<<<<

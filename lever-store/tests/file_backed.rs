//! Persistence across reopen, driven through the coordinator

use std::sync::Arc;

use lever_core::{Coordinator, EpsilonGreedy, Error, ExpiryIndex, Origin, RecordStore};
use lever_store::{TursoDatabase, TursoExpiryIndex, TursoRecordStore};
use tempfile::TempDir;

fn features() -> Vec<String> {
    vec!["red".into(), "green".into(), "blue".into()]
}

async fn open(dir: &TempDir) -> (Coordinator, TursoRecordStore, TursoExpiryIndex) {
    let db = TursoDatabase::new_local(&dir.path().join("lever.db"))
        .await
        .unwrap();
    let store = TursoRecordStore::new(db.clone());
    let index = TursoExpiryIndex::new(db);
    let coordinator = Coordinator::new(
        Arc::new(EpsilonGreedy::new(3, 0.1).unwrap()),
        Arc::new(store.clone()),
        Arc::new(index.clone()),
        features(),
    )
    .unwrap();
    (coordinator, store, index)
}

#[tokio::test]
async fn state_survives_reopen() {
    let dir = TempDir::new().unwrap();

    let (pending_id, resolved_id) = {
        let (coordinator, _, _) = open(&dir).await;
        let resolved = coordinator.select_with_draw(0.5).await.unwrap();
        coordinator
            .resolve(resolved.id, resolved.arm, 1.0, Origin::Update)
            .await
            .unwrap();
        let pending = coordinator.select_with_draw(0.5).await.unwrap();
        (pending.id, resolved.id)
    };

    let (coordinator, store, index) = open(&dir).await;
    assert_eq!(store.count().await.unwrap(), 2);
    assert!(!store.get(resolved_id).await.unwrap().is_pending());
    assert!(store.get(pending_id).await.unwrap().is_pending());

    let report = coordinator.recover().await.unwrap();
    assert_eq!(report.replayed, 1);
    assert_eq!(report.reindexed, 1);
    assert_eq!(coordinator.stats().counts, vec![1, 0, 0]);
    assert_eq!(index.len().await.unwrap(), 1);
}

#[tokio::test]
async fn sweep_force_resolves_persisted_selection() {
    let dir = TempDir::new().unwrap();
    let (coordinator, store, index) = open(&dir).await;
    let selection = coordinator.select().await.unwrap();

    let report = coordinator
        .sweep(chrono::Duration::zero())
        .await
        .unwrap();

    assert_eq!(report.resolved, 1);
    let stored = store.get(selection.id).await.unwrap();
    assert_eq!(stored.origin, Origin::Sweep);
    assert_eq!(stored.outcome(), Some(0.0));
    assert_eq!(index.len().await.unwrap(), 0);
}

#[tokio::test(flavor = "multi_thread", worker_threads = 4)]
async fn concurrent_resolves_count_once() {
    let dir = TempDir::new().unwrap();
    let (coordinator, store, index) = open(&dir).await;
    let coordinator = Arc::new(coordinator);
    let selection = coordinator.select_with_draw(0.5).await.unwrap();
    let (id, arm) = (selection.id, selection.arm);

    let mut tasks = Vec::new();
    for i in 0..16 {
        let coordinator = coordinator.clone();
        let origin = if i % 2 == 0 { Origin::Update } else { Origin::Sweep };
        tasks.push(tokio::spawn(async move {
            coordinator.resolve(id, arm, 1.0, origin).await
        }));
    }

    let mut ok = 0;
    for task in tasks {
        match task.await.unwrap() {
            Ok(_) => ok += 1,
            Err(Error::AlreadyResolved(_)) => {}
            Err(e) => panic!("unexpected error: {e}"),
        }
    }

    assert_eq!(ok, 1);
    assert_eq!(coordinator.stats().counts.iter().sum::<u64>(), 1);
    assert!(!store.get(id).await.unwrap().is_pending());
    assert_eq!(index.len().await.unwrap(), 0);
}
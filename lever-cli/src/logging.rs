//! Log output for the lever binary

use anyhow::Result;
use clap::ValueEnum;
use tracing_subscriber::{EnvFilter, fmt, prelude::*};

/// How log lines are rendered
#[derive(Debug, Clone, Copy, Default, PartialEq, Eq, ValueEnum)]
pub enum LogFormat {
    #[default]
    Text,
    Json,
}

/// Install the global subscriber. `RUST_LOG` overrides the verbosity flag.
pub fn init(verbose: bool, format: LogFormat) -> Result<()> {
    let default_level = if verbose { "debug" } else { "info" };
    let filter =
        EnvFilter::try_from_default_env().unwrap_or_else(|_| EnvFilter::new(default_level));

    let registry = tracing_subscriber::registry().with(filter);
    match format {
        LogFormat::Text => registry.with(fmt::layer().with_target(false)).try_init()?,
        LogFormat::Json => registry
            .with(fmt::layer().json().with_current_span(true).with_target(true))
            .try_init()?,
    }
    Ok(())
}
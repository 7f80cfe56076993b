use std::path::PathBuf;

use anyhow::Result;
use clap::{Parser, Subcommand};

mod commands;
mod config;
mod logging;

#[derive(Parser)]
#[command(name = "lever", about = "Multi-armed bandit arm selection service")]
#[command(version, propagate_version = true)]
struct Cli {
    #[command(subcommand)]
    command: Commands,

    /// Verbose output
    #[arg(short, long, global = true)]
    verbose: bool,

    /// Log line format
    #[arg(long, global = true, value_enum, default_value_t = logging::LogFormat::Text)]
    log_format: logging::LogFormat,

    /// Extra config file, applied after user and project config
    #[arg(short = 'c', long = "config", global = true)]
    config_file: Option<PathBuf>,
}

#[derive(Subcommand)]
enum Commands {
    /// Manage configuration
    Config(commands::config::ConfigArgs),
    /// Run the lever server
    Serve(commands::serve::ServeArgs),
    /// Drive a running server with simulated traffic
    Simulate(commands::simulate::SimulateArgs),
}

#[tokio::main]
async fn main() -> Result<()> {
    let cli = Cli::parse();

    logging::init(cli.verbose, cli.log_format)?;

    let config_path = cli.config_file.as_deref();
    match cli.command {
        Commands::Config(args) => commands::config::run(args, config_path),
        Commands::Serve(args) => commands::serve::run(args, config_path).await,
        Commands::Simulate(args) => commands::simulate::run(args).await,
    }
}
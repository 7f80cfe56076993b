//! Arm lifecycle coordinator
//!
//! Turns one select into a unit of work spanning the strategy, the record
//! store and the expiry index, and reconciles abandoned selections.
//!
//! ## Ordering
//!
//! ```text
//! select:  strategy.select_arm → store.create (commit point) → index.insert (best effort)
//! resolve: store.compare_and_resolve (gate) → strategy.update → index.remove (best effort)
//! sweep:   index.range_older_than → per id: store.get → resolve(reward = 0, sweep)
//! ```
//!
//! The store's compare-and-resolve is the only point where concurrent
//! resolutions of one id are serialized. The coordinator holds no lock across
//! the strategy and the store.

use std::sync::{Arc, Mutex};

use chrono::Duration;
use futures::StreamExt;
use rand::rngs::StdRng;
use rand::{Rng, SeedableRng};
use serde::{Deserialize, Serialize};
use tracing::{debug, error, info, instrument, warn};

use crate::clock::{Clock, SystemClock};
use crate::error::{Error, Result};
use crate::index::ExpiryIndex;
use crate::store::{RecordStore, SelectionStream};
use crate::strategy::{Strategy, StrategySnapshot};
use crate::types::{Origin, Selection, SelectionId, SelectionStatus};

/// Reward recorded for selections the sweep force-resolves
pub const SWEEP_REWARD: f64 = 0.0;

/// Per-arm statistics paired with feature labels
#[derive(Debug, Clone, PartialEq, Serialize, Deserialize)]
pub struct Stats {
    pub counts: Vec<u64>,
    pub rewards: Vec<f64>,
    pub features: Vec<String>,
}

/// Outcome of one sweep pass
#[derive(Debug, Clone, Default, PartialEq, Eq, Serialize, Deserialize)]
pub struct SweepReport {
    /// Expired ids read from the index
    pub candidates: usize,
    /// Newly resolved by this pass
    pub resolved: usize,
    /// Already resolved elsewhere; index entry cleared
    pub already_resolved: usize,
    /// Logged and left for the next pass
    pub failed: usize,
    /// Another sweep was running, nothing was done
    pub skipped: bool,
}

/// Outcome of startup recovery
#[derive(Debug, Clone, Default, PartialEq, Eq, Serialize, Deserialize)]
pub struct RecoveryReport {
    /// Resolved rewards folded back into the strategy
    pub replayed: usize,
    /// Pending selections written back into the index
    pub reindexed: usize,
    /// Records that could not be applied
    pub skipped: usize,
}

/// Orchestrates select, resolve, sweep and stats
pub struct Coordinator {
    strategy: Arc<dyn Strategy>,
    records: Arc<dyn RecordStore>,
    index: Arc<dyn ExpiryIndex>,
    features: Vec<String>,
    clock: Arc<dyn Clock>,
    rng: Mutex<StdRng>,
    sweep_guard: tokio::sync::Mutex<()>,
}

impl Coordinator {
    /// Create a coordinator. `features` labels each arm and must have one
    /// entry per strategy arm.
    pub fn new(
        strategy: Arc<dyn Strategy>,
        records: Arc<dyn RecordStore>,
        index: Arc<dyn ExpiryIndex>,
        features: Vec<String>,
    ) -> Result<Self> {
        if features.len() != strategy.arm_count() {
            return Err(Error::Validation(format!(
                "{} feature labels for {} arms",
                features.len(),
                strategy.arm_count()
            )));
        }
        Ok(Self {
            strategy,
            records,
            index,
            features,
            clock: Arc::new(SystemClock),
            rng: Mutex::new(StdRng::from_entropy()),
            sweep_guard: tokio::sync::Mutex::new(()),
        })
    }

    /// Use a custom clock for timestamps and sweep cutoffs
    #[must_use]
    pub fn with_clock(mut self, clock: Arc<dyn Clock>) -> Self {
        self.clock = clock;
        self
    }

    /// Seed the selection draw
    #[must_use]
    pub fn with_seed(mut self, seed: u64) -> Self {
        self.rng = Mutex::new(StdRng::seed_from_u64(seed));
        self
    }

    pub fn features(&self) -> &[String] {
        &self.features
    }

    pub fn strategy(&self) -> &Arc<dyn Strategy> {
        &self.strategy
    }

    pub fn record_store(&self) -> &Arc<dyn RecordStore> {
        &self.records
    }

    pub fn index(&self) -> &Arc<dyn ExpiryIndex> {
        &self.index
    }

    /// Serve an arm using a fresh uniform draw
    pub async fn select(&self) -> Result<Selection> {
        let draw = {
            let mut rng = self.rng.lock().unwrap_or_else(|e| e.into_inner());
            rng.gen_range(0.0..1.0)
        };
        self.select_with_draw(draw).await
    }

    /// Serve an arm for a given draw in `[0, 1)`.
    ///
    /// The record store write is the commit point. An index failure after it
    /// is logged and swallowed; recovery re-indexes the selection later.
    #[instrument(skip(self), level = "debug")]
    pub async fn select_with_draw(&self, draw: f64) -> Result<Selection> {
        let arm = self.strategy.select_arm(draw);
        let feature = self
            .features
            .get(arm)
            .cloned()
            .ok_or_else(|| Error::Range(format!("strategy returned arm {arm}")))?;

        let selection = Selection::new(arm, feature, self.clock.now());
        self.records.create(&selection).await?;

        if let Err(e) = self.index.insert(selection.id, selection.created_at).await {
            warn!(
                arm_id = %selection.id,
                arm,
                error = %e,
                "Failed to index selection; it stays pending until recovered"
            );
        }

        debug!(arm_id = %selection.id, arm, feature = %selection.feature, "Selected arm");
        Ok(selection)
    }

    /// Record a reward against a pending selection, exactly once.
    ///
    /// Strategy state changes only when the store's compare-and-resolve
    /// succeeds. An arm the strategy cannot count is rejected before the
    /// store is touched. `AlreadyResolved` still clears any stale index entry.
    #[instrument(skip(self), level = "debug")]
    pub async fn resolve(
        &self,
        id: SelectionId,
        arm: usize,
        reward: f64,
        origin: Origin,
    ) -> Result<Selection> {
        let arm_count = self.strategy.arm_count();
        if arm >= arm_count {
            return Err(Error::Range(format!("arm {arm} is outside [0, {arm_count})")));
        }

        let prior = match self
            .records
            .compare_and_resolve(id, arm, reward, origin)
            .await
        {
            Ok(prior) => prior,
            Err(Error::AlreadyResolved(id)) => {
                self.forget(id).await;
                return Err(Error::AlreadyResolved(id));
            }
            Err(e) => return Err(e),
        };

        if let Err(e) = self.strategy.update(prior.arm, reward) {
            error!(
                arm_id = %id,
                arm = prior.arm,
                error = %e,
                "Selection resolved but strategy rejected the reward"
            );
            self.forget(id).await;
            return Err(e);
        }

        self.forget(id).await;
        info!(arm_id = %id, arm = prior.arm, reward, %origin, "Resolved selection");

        Ok(prior.resolved(reward, origin, self.clock.now()))
    }

    /// Best-effort index removal
    async fn forget(&self, id: SelectionId) {
        match self.index.remove(id).await {
            Ok(true) => {}
            Ok(false) => debug!(arm_id = %id, "Index entry already gone"),
            Err(e) => warn!(arm_id = %id, error = %e, "Failed to remove index entry"),
        }
    }

    /// Force-resolve every pending selection older than `max_age` with a zero
    /// reward.
    ///
    /// Single-flight: a call made while another sweep runs returns a report
    /// with `skipped` set. Per-id failures are logged and counted; the
    /// entry stays indexed for the next pass.
    pub async fn sweep(&self, max_age: Duration) -> Result<SweepReport> {
        let Ok(_guard) = self.sweep_guard.try_lock() else {
            debug!("Sweep already running, skipping");
            return Ok(SweepReport {
                skipped: true,
                ..SweepReport::default()
            });
        };

        let expired = self
            .index
            .range_older_than(max_age, self.clock.now())
            .await?;
        let mut report = SweepReport {
            candidates: expired.len(),
            ..SweepReport::default()
        };

        for id in expired {
            match self.sweep_one(id).await {
                Ok(()) => report.resolved += 1,
                Err(Error::AlreadyResolved(_)) => report.already_resolved += 1,
                Err(e) => {
                    warn!(arm_id = %id, error = %e, "Sweep failed for selection, will retry");
                    report.failed += 1;
                }
            }
        }

        if report.candidates > 0 {
            info!(
                candidates = report.candidates,
                resolved = report.resolved,
                already_resolved = report.already_resolved,
                failed = report.failed,
                "Sweep finished"
            );
        }
        Ok(report)
    }

    async fn sweep_one(&self, id: SelectionId) -> Result<()> {
        let record = self.records.get(id).await?;
        self.resolve(id, record.arm, SWEEP_REWARD, Origin::Sweep)
            .await
            .map(|_| ())
    }

    /// Strategy snapshot with feature labels. Pure read.
    pub fn stats(&self) -> Stats {
        let StrategySnapshot { counts, rewards } = self.strategy.snapshot();
        Stats {
            counts,
            rewards,
            features: self.features.clone(),
        }
    }

    /// Every stored selection, for diagnostics
    pub async fn records(&self) -> Result<SelectionStream> {
        self.records.scan_all().await
    }

    /// Rebuild volatile state from the record store.
    ///
    /// Replays resolved rewards into the strategy and re-indexes pending
    /// selections. Records whose arm no longer fits the strategy are skipped
    /// and dropped from the index. Run once at startup, before serving.
    pub async fn recover(&self) -> Result<RecoveryReport> {
        let mut report = RecoveryReport::default();
        let mut records = self.records.scan_all().await?;

        while let Some(record) = records.next().await {
            let record = record?;
            match record.status {
                SelectionStatus::Resolved => {
                    match self.strategy.update(record.arm, record.reward) {
                        Ok(()) => report.replayed += 1,
                        Err(e) => {
                            warn!(arm_id = %record.id, error = %e, "Skipping unreplayable record");
                            report.skipped += 1;
                            self.forget(record.id).await;
                        }
                    }
                }
                SelectionStatus::Pending => {
                    if record.arm >= self.strategy.arm_count() {
                        warn!(arm_id = %record.id, arm = record.arm, "Pending record has unknown arm");
                        report.skipped += 1;
                        // Left indexed, the sweep would retry it forever.
                        self.forget(record.id).await;
                        continue;
                    }
                    self.index.insert(record.id, record.created_at).await?;
                    report.reindexed += 1;
                }
            }
        }

        info!(
            replayed = report.replayed,
            reindexed = report.reindexed,
            skipped = report.skipped,
            "Recovered state from record store"
        );
        Ok(report)
    }
}
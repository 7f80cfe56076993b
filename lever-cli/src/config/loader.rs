use std::path::{Path, PathBuf};

use anyhow::{Context, Result, bail};
use directories::ProjectDirs;

use super::types::{
    BanditSection, DEFAULT_HOST, DEFAULT_PORT, DEFAULT_REQUEST_TIMEOUT_SECS, DEFAULT_SWEEP_SECS,
    LeverConfig, MAX_SWEEP_AGE_SECS, RawBanditConfig, RawLeverConfig, RawServerConfig,
    RawStorageConfig, RawSweepConfig, ServerSection, StorageSection, SweepSection,
    default_db_path, default_features,
};

pub struct ConfigLoader;

impl ConfigLoader {
    /// Load merged configuration (user, then project, then `explicit`)
    pub fn load(explicit: Option<&Path>) -> Result<LeverConfig> {
        let mut layers: Vec<PathBuf> = Vec::new();
        layers.extend(Self::user_config_path());
        layers.push(Self::project_config_path());

        if let Some(path) = explicit {
            if !path.exists() {
                bail!("config file not found: {}", path.display());
            }
            layers.push(path.to_path_buf());
        }

        Self::load_layers(&layers)
    }

    /// Merge every existing file in order, later files winning
    pub fn load_layers(paths: &[PathBuf]) -> Result<LeverConfig> {
        let mut raw = RawLeverConfig::default();

        for path in paths.iter().filter(|p| p.exists()) {
            let contents = std::fs::read_to_string(path)
                .with_context(|| format!("reading {}", path.display()))?;
            let layer: RawLeverConfig = toml::from_str(&contents)
                .with_context(|| format!("parsing {}", path.display()))?;
            tracing::debug!(path = %path.display(), "Loaded config layer");
            raw = Self::merge_raw(raw, layer);
        }

        Self::finalize(raw)
    }

    /// Get user config path (platform-specific)
    pub fn user_config_path() -> Option<PathBuf> {
        ProjectDirs::from("", "", "lever").map(|dirs| dirs.config_dir().join("config.toml"))
    }

    /// Get project config path
    /// Can be overridden with LEVER_PROJECT_CONFIG_DIR env var (useful for isolated e2e tests)
    pub fn project_config_path() -> PathBuf {
        if let Ok(dir) = std::env::var("LEVER_PROJECT_CONFIG_DIR") {
            PathBuf::from(dir).join("config.toml")
        } else {
            PathBuf::from(".lever/config.toml")
        }
    }

    /// Merge two raw configs (overlay values override base only if explicitly set)
    fn merge_raw(base: RawLeverConfig, overlay: RawLeverConfig) -> RawLeverConfig {
        RawLeverConfig {
            server: RawServerConfig {
                host: overlay.server.host.or(base.server.host),
                port: overlay.server.port.or(base.server.port),
                request_timeout_secs: overlay
                    .server
                    .request_timeout_secs
                    .or(base.server.request_timeout_secs),
            },
            bandit: RawBanditConfig {
                strategy: overlay.bandit.strategy.or(base.bandit.strategy),
                epsilon: overlay.bandit.epsilon.or(base.bandit.epsilon),
                features: overlay.bandit.features.or(base.bandit.features),
            },
            sweep: RawSweepConfig {
                period_secs: overlay.sweep.period_secs.or(base.sweep.period_secs),
                max_age_secs: overlay.sweep.max_age_secs.or(base.sweep.max_age_secs),
                namespace: overlay.sweep.namespace.or(base.sweep.namespace),
            },
            storage: RawStorageConfig {
                path: overlay.storage.path.or(base.storage.path),
                url: overlay.storage.url.or(base.storage.url),
                auth_token: overlay.storage.auth_token.or(base.storage.auth_token),
            },
        }
    }

    /// Convert raw config to final config with defaults applied
    fn finalize(raw: RawLeverConfig) -> Result<LeverConfig> {
        let config = LeverConfig {
            server: ServerSection {
                host: raw.server.host.unwrap_or_else(|| DEFAULT_HOST.to_string()),
                port: raw.server.port.unwrap_or(DEFAULT_PORT),
                request_timeout_secs: raw
                    .server
                    .request_timeout_secs
                    .unwrap_or(DEFAULT_REQUEST_TIMEOUT_SECS),
            },
            bandit: BanditSection {
                strategy: raw.bandit.strategy.unwrap_or_default(),
                epsilon: raw
                    .bandit
                    .epsilon
                    .unwrap_or(lever_core::strategy::DEFAULT_EPSILON),
                features: raw.bandit.features.unwrap_or_else(default_features),
            },
            sweep: SweepSection {
                period_secs: raw.sweep.period_secs.unwrap_or(DEFAULT_SWEEP_SECS),
                max_age_secs: raw.sweep.max_age_secs.unwrap_or(DEFAULT_SWEEP_SECS),
                namespace: raw
                    .sweep
                    .namespace
                    .unwrap_or_else(|| lever_core::DEFAULT_NAMESPACE.to_string()),
            },
            storage: StorageSection {
                path: raw.storage.path.unwrap_or_else(default_db_path),
                url: raw.storage.url,
                auth_token: raw.storage.auth_token,
            },
        };

        if config.bandit.features.is_empty() {
            bail!("bandit.features must name at least one arm");
        }
        if config.sweep.period_secs == 0 {
            bail!("sweep.period_secs must be positive");
        }
        if config.sweep.max_age_secs > MAX_SWEEP_AGE_SECS {
            bail!("sweep.max_age_secs must be at most {MAX_SWEEP_AGE_SECS}");
        }
        if config.server.request_timeout_secs == 0 {
            bail!("server.request_timeout_secs must be positive");
        }
        Ok(config)
    }
}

>>>>

Please report only the number of lines above that include "retry".

§ SOLUTION
2